◆ ASSIGNMENT
If a line in the entries below contains "Department", copy it.

━━━━━ EXTRACTED DATA

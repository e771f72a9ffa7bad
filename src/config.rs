//! Run Configuration
//! Command-line surface and the settings it resolves to.

use clap::{value_parser, Arg, ArgMatches, Command};
use std::path::PathBuf;
use thiserror::Error;

pub const DEFAULT_OUTPUT: &str = "dashboard.html";
pub const DEFAULT_DEPARTEMENT: &str = "44";
pub const DEFAULT_DEPARTEMENT_LABEL: &str = "Loire-Atlantique";
pub const DEFAULT_ACADEMIE: &str = "NANTES";
pub const DEFAULT_NATURE_PREFIX: &str = "collège";
pub const DEFAULT_TOP: usize = 15;

#[derive(Error, Debug)]
pub enum ConfigError {
    #[error("missing required argument --{0}")]
    MissingArgument(&'static str),
}

/// Which rows of the national exports belong on the dashboard.
#[derive(Debug, Clone, PartialEq, Eq)]
pub struct FilterConfig {
    pub departement: String,
    pub departement_label: String,
    pub academie: String,
    pub nature_prefix: String,
    /// Entries shown in each Top-N chart.
    pub top: usize,
}

impl Default for FilterConfig {
    fn default() -> Self {
        Self {
            departement: DEFAULT_DEPARTEMENT.to_string(),
            departement_label: DEFAULT_DEPARTEMENT_LABEL.to_string(),
            academie: DEFAULT_ACADEMIE.to_string(),
            nature_prefix: DEFAULT_NATURE_PREFIX.to_string(),
            top: DEFAULT_TOP,
        }
    }
}

/// Everything one dashboard run needs.
#[derive(Debug, Clone, PartialEq, Eq)]
pub struct DashboardConfig {
    pub personnel: PathBuf,
    pub enrollment: PathBuf,
    pub ips: PathBuf,
    pub output: PathBuf,
    pub filters: FilterConfig,
}

impl DashboardConfig {
    /// Config with default output and filters.
    pub fn new(personnel: PathBuf, enrollment: PathBuf, ips: PathBuf) -> Self {
        Self {
            personnel,
            enrollment,
            ips,
            output: PathBuf::from(DEFAULT_OUTPUT),
            filters: FilterConfig::default(),
        }
    }

    /// Build the clap command.
    pub fn command() -> Command {
        Command::new("college-dashboard")
            .version(env!("CARGO_PKG_VERSION"))
            .about("Generate the static HTML dashboard of public collèges (personnel, enrollment, IPS)")
            .arg(
                Arg::new("personnel")
                    .long("personnel")
                    .visible_alias("indicateurs")
                    .value_name("FILE")
                    .help("Personnel indicators CSV (fr-en-indicateurs_personnels_etablissements2d)")
                    .required(true)
                    .value_parser(value_parser!(PathBuf)),
            )
            .arg(
                Arg::new("enrollment")
                    .long("enrollment")
                    .visible_alias("effectifs")
                    .value_name("FILE")
                    .help("Enrollment CSV (fr-en-effectifs-second-degre)")
                    .required(true)
                    .value_parser(value_parser!(PathBuf)),
            )
            .arg(
                Arg::new("ips")
                    .long("ips")
                    .value_name("FILE")
                    .help("Social position index CSV (fr-en-ips_colleges)")
                    .required(true)
                    .value_parser(value_parser!(PathBuf)),
            )
            .arg(
                Arg::new("output")
                    .short('o')
                    .long("output")
                    .value_name("FILE")
                    .help("Output HTML path")
                    .default_value(DEFAULT_OUTPUT)
                    .value_parser(value_parser!(PathBuf)),
            )
            .arg(
                Arg::new("departement")
                    .long("departement")
                    .value_name("CODE")
                    .help("Department code")
                    .default_value(DEFAULT_DEPARTEMENT),
            )
            .arg(
                Arg::new("departement-label")
                    .long("departement-label")
                    .value_name("NAME")
                    .help("Department name shown in the title")
                    .default_value(DEFAULT_DEPARTEMENT_LABEL),
            )
            .arg(
                Arg::new("academie")
                    .long("academie")
                    .value_name("NAME")
                    .help("Académie label")
                    .default_value(DEFAULT_ACADEMIE),
            )
            .arg(
                Arg::new("nature-prefix")
                    .long("nature-prefix")
                    .value_name("PREFIX")
                    .help("Prefix of the establishment nature to keep")
                    .default_value(DEFAULT_NATURE_PREFIX),
            )
            .arg(
                Arg::new("top")
                    .long("top")
                    .value_name("N")
                    .help("Entries in each Top-N chart")
                    .value_parser(value_parser!(usize)),
            )
    }

    /// Resolve parsed arguments into a config.
    pub fn from_matches(matches: &ArgMatches) -> Result<Self, ConfigError> {
        let path = |id: &'static str| {
            matches
                .get_one::<PathBuf>(id)
                .cloned()
                .ok_or(ConfigError::MissingArgument(id))
        };
        let text = |id: &'static str, default: &str| {
            matches
                .get_one::<String>(id)
                .cloned()
                .unwrap_or_else(|| default.to_string())
        };

        Ok(Self {
            personnel: path("personnel")?,
            enrollment: path("enrollment")?,
            ips: path("ips")?,
            output: path("output")?,
            filters: FilterConfig {
                departement: text("departement", DEFAULT_DEPARTEMENT),
                departement_label: text("departement-label", DEFAULT_DEPARTEMENT_LABEL),
                academie: text("academie", DEFAULT_ACADEMIE),
                nature_prefix: text("nature-prefix", DEFAULT_NATURE_PREFIX),
                top: matches.get_one::<usize>("top").copied().unwrap_or(DEFAULT_TOP),
            },
        })
    }
}

#[cfg(test)]
mod tests {
    use super::*;

    #[test]
    fn parses_french_flag_aliases() {
        let matches = DashboardConfig::command()
            .try_get_matches_from([
                "college-dashboard",
                "--indicateurs",
                "p.csv",
                "--effectifs",
                "e.csv",
                "--ips",
                "i.csv",
                "--top",
                "5",
            ])
            .unwrap();
        let config = DashboardConfig::from_matches(&matches).unwrap();
        assert_eq!(config.personnel, PathBuf::from("p.csv"));
        assert_eq!(config.enrollment, PathBuf::from("e.csv"));
        assert_eq!(config.output, PathBuf::from(DEFAULT_OUTPUT));
        assert_eq!(config.filters.top, 5);
        assert_eq!(config.filters.departement, "44");
    }

    #[test]
    fn top_defaults_when_omitted() {
        let matches = DashboardConfig::command()
            .try_get_matches_from([
                "college-dashboard",
                "--personnel",
                "p.csv",
                "--enrollment",
                "e.csv",
                "--ips",
                "i.csv",
            ])
            .unwrap();
        let config = DashboardConfig::from_matches(&matches).unwrap();
        assert_eq!(config.filters.top, DEFAULT_TOP);
        assert_eq!(config.filters, FilterConfig::default());
    }

    #[test]
    fn requires_all_three_inputs() {
        let result = DashboardConfig::command()
            .try_get_matches_from(["college-dashboard", "--personnel", "p.csv", "--ips", "i.csv"]);
        assert!(result.is_err());
    }

    #[test]
    fn command_is_well_formed() {
        DashboardConfig::command().debug_assert();
    }
}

━━━━━━━━━━

◆ RESULT OF THE EXERCISE
                    .help("Department code")
                    .help("Department name shown in the title")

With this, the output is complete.